[Opening DATA FOR PROCESSING section]
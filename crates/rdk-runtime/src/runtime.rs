//! Single-task event loop around [`DeskEngine`].
//!
//! One tokio task owns the engine and drains one unbounded queue. User
//! commands, snapshot requests, debounce expiries and oracle answers are all
//! messages on that queue, so every input is processed in arrival order and
//! the engine is never touched concurrently.
//!
//! Debounce timers and oracle calls run as separate tasks holding only a
//! weak sender. A timer is aborted and re-armed on every edit; an oracle
//! call is never aborted, its answer simply arrives stale. Dropping every
//! [`DeskHandle`] closes the queue and ends the loop.

use std::collections::HashMap;
use std::sync::Arc;
use std::time::Duration;

use rdk_field::{AcceptedValueStream, CurrencyKey, Generation, Outcome, ValidationOracle};
use rdk_orders::{OrderDraft, OrderId};
use tokio::sync::{broadcast, mpsc, oneshot};
use tokio::task::JoinHandle;
use tracing::{debug, info, warn};

use crate::engine::{CommandReply, DeskCommand, DeskEffect, DeskEngine, DeskStep};
use crate::error::DeskError;
use crate::notify::DeskNotification;
use crate::views::{DeskSnapshot, FieldView, OrderView};

/// Event-loop tuning.
#[derive(Debug, Clone, Copy, PartialEq, Eq)]
pub struct RuntimeSettings {
    pub debounce: Duration,
    pub notification_capacity: usize,
}

impl Default for RuntimeSettings {
    fn default() -> Self {
        Self {
            debounce: Duration::from_millis(rdk_field::DEFAULT_DEBOUNCE_MS),
            notification_capacity: 1024,
        }
    }
}

// ---------------------------------------------------------------------------
// Queue messages
// ---------------------------------------------------------------------------

type Reply<T> = oneshot::Sender<Result<T, DeskError>>;

enum Msg {
    Command {
        cmd: DeskCommand,
        reply: Reply<CommandReply>,
    },
    Snapshot {
        reply: oneshot::Sender<DeskSnapshot>,
    },
    AcceptedStream {
        key: CurrencyKey,
        reply: Reply<AcceptedValueStream>,
    },
    DebounceElapsed {
        key: CurrencyKey,
        generation: Generation,
    },
    ValidationSettled {
        key: CurrencyKey,
        generation: Generation,
        ok: bool,
    },
}

// ---------------------------------------------------------------------------
// DeskHandle
// ---------------------------------------------------------------------------

/// Cloneable client of a running desk.
#[derive(Clone)]
pub struct DeskHandle {
    tx: mpsc::UnboundedSender<Msg>,
    notify: broadcast::Sender<DeskNotification>,
}

impl DeskHandle {
    pub async fn edit_field(&self, key: CurrencyKey, value: f64) -> Result<FieldView, DeskError> {
        self.command(DeskCommand::EditField { key, value })
            .await
            .and_then(expect_field)
    }

    pub async fn cancel_field(&self, key: CurrencyKey) -> Result<FieldView, DeskError> {
        self.command(DeskCommand::CancelField { key })
            .await
            .and_then(expect_field)
    }

    pub async fn edit_order_price(&self, id: OrderId, price: f64) -> Result<OrderView, DeskError> {
        self.command(DeskCommand::EditOrderPrice { id, price })
            .await
            .and_then(expect_order)
    }

    pub async fn edit_order_currency(
        &self,
        id: OrderId,
        currency: CurrencyKey,
    ) -> Result<OrderView, DeskError> {
        self.command(DeskCommand::EditOrderCurrency { id, currency })
            .await
            .and_then(expect_order)
    }

    /// `None` adds a random order in the desk's default currency.
    pub async fn add_order(&self, draft: Option<OrderDraft>) -> Result<OrderView, DeskError> {
        self.command(DeskCommand::AddOrder { draft })
            .await
            .and_then(expect_order)
    }

    pub async fn snapshot(&self) -> Result<DeskSnapshot, DeskError> {
        let (reply, rx) = oneshot::channel();
        self.send(Msg::Snapshot { reply })?;
        rx.await.map_err(|_| DeskError::Closed)
    }

    /// Receiver that only wakes when `key`'s accepted value changes.
    pub async fn accepted_value_stream(
        &self,
        key: CurrencyKey,
    ) -> Result<AcceptedValueStream, DeskError> {
        let (reply, rx) = oneshot::channel();
        self.send(Msg::AcceptedStream { key, reply })?;
        rx.await.map_err(|_| DeskError::Closed)?
    }

    /// Notifications published after every processed input.
    pub fn subscribe(&self) -> broadcast::Receiver<DeskNotification> {
        self.notify.subscribe()
    }

    pub fn is_closed(&self) -> bool {
        self.tx.is_closed()
    }

    async fn command(&self, cmd: DeskCommand) -> Result<CommandReply, DeskError> {
        let (reply, rx) = oneshot::channel();
        self.send(Msg::Command { cmd, reply })?;
        rx.await.map_err(|_| DeskError::Closed)?
    }

    fn send(&self, msg: Msg) -> Result<(), DeskError> {
        self.tx.send(msg).map_err(|_| DeskError::Closed)
    }
}

// The engine always answers a field command with a field view and an order
// command with an order view; a mismatch is treated as a dead loop.
fn expect_field(reply: CommandReply) -> Result<FieldView, DeskError> {
    match reply {
        CommandReply::Field(view) => Ok(view),
        CommandReply::Order(_) => Err(DeskError::Closed),
    }
}

fn expect_order(reply: CommandReply) -> Result<OrderView, DeskError> {
    match reply {
        CommandReply::Order(view) => Ok(view),
        CommandReply::Field(_) => Err(DeskError::Closed),
    }
}

// ---------------------------------------------------------------------------
// Actor
// ---------------------------------------------------------------------------

/// Start the event loop. Must be called inside a tokio runtime.
///
/// The returned task finishes once every [`DeskHandle`] is dropped.
pub fn spawn_desk(
    engine: DeskEngine,
    oracle: Arc<dyn ValidationOracle>,
    settings: RuntimeSettings,
) -> (DeskHandle, JoinHandle<()>) {
    let (tx, rx) = mpsc::unbounded_channel();
    let (notify, _rx) = broadcast::channel(settings.notification_capacity.max(1));

    let actor = DeskActor {
        engine,
        oracle,
        debounce: settings.debounce,
        timers: HashMap::new(),
        tx: tx.downgrade(),
        notify: notify.clone(),
    };
    info!(
        oracle = actor.oracle.name(),
        debounce_ms = settings.debounce.as_millis() as u64,
        "desk runtime starting"
    );
    let task = tokio::spawn(actor.run(rx));

    (DeskHandle { tx, notify }, task)
}

struct DeskActor {
    engine: DeskEngine,
    oracle: Arc<dyn ValidationOracle>,
    debounce: Duration,
    /// At most one live debounce timer per field.
    timers: HashMap<CurrencyKey, JoinHandle<()>>,
    tx: mpsc::WeakUnboundedSender<Msg>,
    notify: broadcast::Sender<DeskNotification>,
}

impl DeskActor {
    async fn run(mut self, mut rx: mpsc::UnboundedReceiver<Msg>) {
        while let Some(msg) = rx.recv().await {
            self.handle(msg);
        }
        for (_, timer) in self.timers.drain() {
            timer.abort();
        }
        info!("desk runtime stopped");
    }

    fn handle(&mut self, msg: Msg) {
        match msg {
            Msg::Command { cmd, reply } => {
                let result = self.engine.execute(cmd).map(|(answer, step)| {
                    self.perform(step);
                    answer
                });
                let _ = reply.send(result);
            }
            Msg::Snapshot { reply } => {
                let _ = reply.send(self.engine.snapshot());
            }
            Msg::AcceptedStream { key, reply } => {
                let _ = reply.send(self.engine.accepted_value_stream(&key));
            }
            Msg::DebounceElapsed { key, generation } => {
                match self.engine.on_debounce_elapsed(&key, generation) {
                    Ok((outcome, step)) => {
                        if outcome == Outcome::Applied {
                            self.timers.remove(&key);
                        }
                        self.perform(step);
                    }
                    Err(e) => warn!(field = %key, error = %e, "debounce expiry for unknown field"),
                }
            }
            Msg::ValidationSettled {
                key,
                generation,
                ok,
            } => match self.engine.on_validation_settled(&key, generation, ok) {
                Ok((outcome, step)) => {
                    debug!(field = %key, %generation, ok, ?outcome, "validation settled");
                    self.perform(step);
                }
                Err(e) => warn!(field = %key, error = %e, "validation result for unknown field"),
            },
        }
    }

    fn perform(&mut self, step: DeskStep) {
        for effect in step.effects {
            match effect {
                DeskEffect::ArmDebounce { key, generation } => self.arm(key, generation),
                DeskEffect::DisarmDebounce { key } => self.disarm(&key),
                DeskEffect::Validate {
                    key,
                    generation,
                    candidate,
                } => self.validate(key, generation, candidate),
            }
        }
        for note in step.notifications {
            // No subscribers is fine.
            let _ = self.notify.send(note);
        }
    }

    fn arm(&mut self, key: CurrencyKey, generation: Generation) {
        self.disarm(&key);
        let tx = self.tx.clone();
        // Deadline is fixed at arm time, not when the task is first polled.
        let deadline = tokio::time::Instant::now() + self.debounce;
        let timer_key = key.clone();
        let timer = tokio::spawn(async move {
            tokio::time::sleep_until(deadline).await;
            if let Some(tx) = tx.upgrade() {
                let _ = tx.send(Msg::DebounceElapsed {
                    key: timer_key,
                    generation,
                });
            }
        });
        self.timers.insert(key, timer);
    }

    fn disarm(&mut self, key: &CurrencyKey) {
        if let Some(timer) = self.timers.remove(key) {
            timer.abort();
        }
    }

    fn validate(&mut self, key: CurrencyKey, generation: Generation, candidate: f64) {
        debug!(
            field = %key,
            %generation,
            candidate,
            oracle = self.oracle.name(),
            "validation requested"
        );
        let oracle = Arc::clone(&self.oracle);
        let tx = self.tx.clone();
        tokio::spawn(async move {
            let ok = oracle.validate(&key, candidate).await;
            if let Some(tx) = tx.upgrade() {
                let _ = tx.send(Msg::ValidationSettled {
                    key,
                    generation,
                    ok,
                });
            }
        });
    }
}

#[cfg(test)]
mod tests {
    use super::*;
    use rdk_field::{FieldStatus, FixedOracle};

    fn key(s: &str) -> CurrencyKey {
        CurrencyKey::parse(s).unwrap()
    }

    fn start(oracle: FixedOracle) -> (DeskHandle, JoinHandle<()>) {
        let engine = DeskEngine::new([(key("eur"), 1.12), (key("usd"), 1.33)], key("usd")).unwrap();
        spawn_desk(engine, Arc::new(oracle), RuntimeSettings::default())
    }

    #[tokio::test(start_paused = true)]
    async fn edit_is_validated_after_debounce() {
        let (desk, _task) = start(FixedOracle::approve_all());
        let mut accepted = desk.accepted_value_stream(key("eur")).await.unwrap();

        let view = desk.edit_field(key("eur"), 100.0).await.unwrap();
        assert_eq!(view.status, FieldStatus::Dirty);

        // Paused clock: sleeping lets the debounce and the oracle run.
        tokio::time::sleep(Duration::from_millis(600)).await;
        accepted.changed().await.unwrap();
        assert_eq!(*accepted.borrow(), 100.0);

        let snap = desk.snapshot().await.unwrap();
        let eur = snap.field(&key("eur")).unwrap();
        assert_eq!(eur.status, FieldStatus::Accepted);
        assert_eq!(eur.accepted_value, 100.0);
    }

    #[tokio::test]
    async fn dropping_every_handle_stops_the_loop() {
        let (desk, task) = start(FixedOracle::approve_all());
        let other = desk.clone();
        drop(desk);
        assert!(!other.is_closed());
        drop(other);
        task.await.unwrap();
    }

    #[tokio::test]
    async fn errors_come_back_typed() {
        let (desk, _task) = start(FixedOracle::reject_all());
        let err = desk.edit_field(key("cad"), 1.0).await.unwrap_err();
        assert_eq!(err.kind(), crate::DeskErrorKind::NotFound);
        let err = desk.edit_field(key("eur"), 0.0).await.unwrap_err();
        assert_eq!(err.kind(), crate::DeskErrorKind::Invalid);
    }

    #[tokio::test]
    async fn notifications_are_broadcast() {
        let (desk, _task) = start(FixedOracle::approve_all());
        let mut rx = desk.subscribe();
        let order = desk.add_order(None).await.unwrap();
        match rx.recv().await.unwrap() {
            DeskNotification::OrderAdded { order: added, position } => {
                assert_eq!(added.id, order.id);
                assert_eq!(position, 0);
            }
            other => panic!("unexpected notification {other:?}"),
        }
        assert!(matches!(
            rx.recv().await.unwrap(),
            DeskNotification::TotalChanged { .. }
        ));
    }
}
[Closing DATA FOR PROCESSING section]
PROBLEM TO SOLVE:
Going down the listing above, begin printing at the line with "#[tokio::test(start_paused = true)]" and finish with the line with "assert_eq!(err.kind(), crate::DeskErrorKind::Invalid);", exactly as they appear.

RESPONSE AREA:
    #[tokio::test(start_paused = true)]
    async fn edit_is_validated_after_debounce() {
        let (desk, _task) = start(FixedOracle::approve_all());
        let mut accepted = desk.accepted_value_stream(key("eur")).await.unwrap();

        let view = desk.edit_field(key("eur"), 100.0).await.unwrap();
        assert_eq!(view.status, FieldStatus::Dirty);

        // Paused clock: sleeping lets the debounce and the oracle run.
        tokio::time::sleep(Duration::from_millis(600)).await;
        accepted.changed().await.unwrap();
        assert_eq!(*accepted.borrow(), 100.0);

        let snap = desk.snapshot().await.unwrap();
        let eur = snap.field(&key("eur")).unwrap();
        assert_eq!(eur.status, FieldStatus::Accepted);
        assert_eq!(eur.accepted_value, 100.0);
    }

    #[tokio::test]
    async fn dropping_every_handle_stops_the_loop() {
        let (desk, task) = start(FixedOracle::approve_all());
        let other = desk.clone();
        drop(desk);
        assert!(!other.is_closed());
        drop(other);
        task.await.unwrap();
    }

    #[tokio::test]
    async fn errors_come_back_typed() {
        let (desk, _task) = start(FixedOracle::reject_all());
        let err = desk.edit_field(key("cad"), 1.0).await.unwrap_err();
        assert_eq!(err.kind(), crate::DeskErrorKind::NotFound);
        let err = desk.edit_field(key("eur"), 0.0).await.unwrap_err();
        assert_eq!(err.kind(), crate::DeskErrorKind::Invalid);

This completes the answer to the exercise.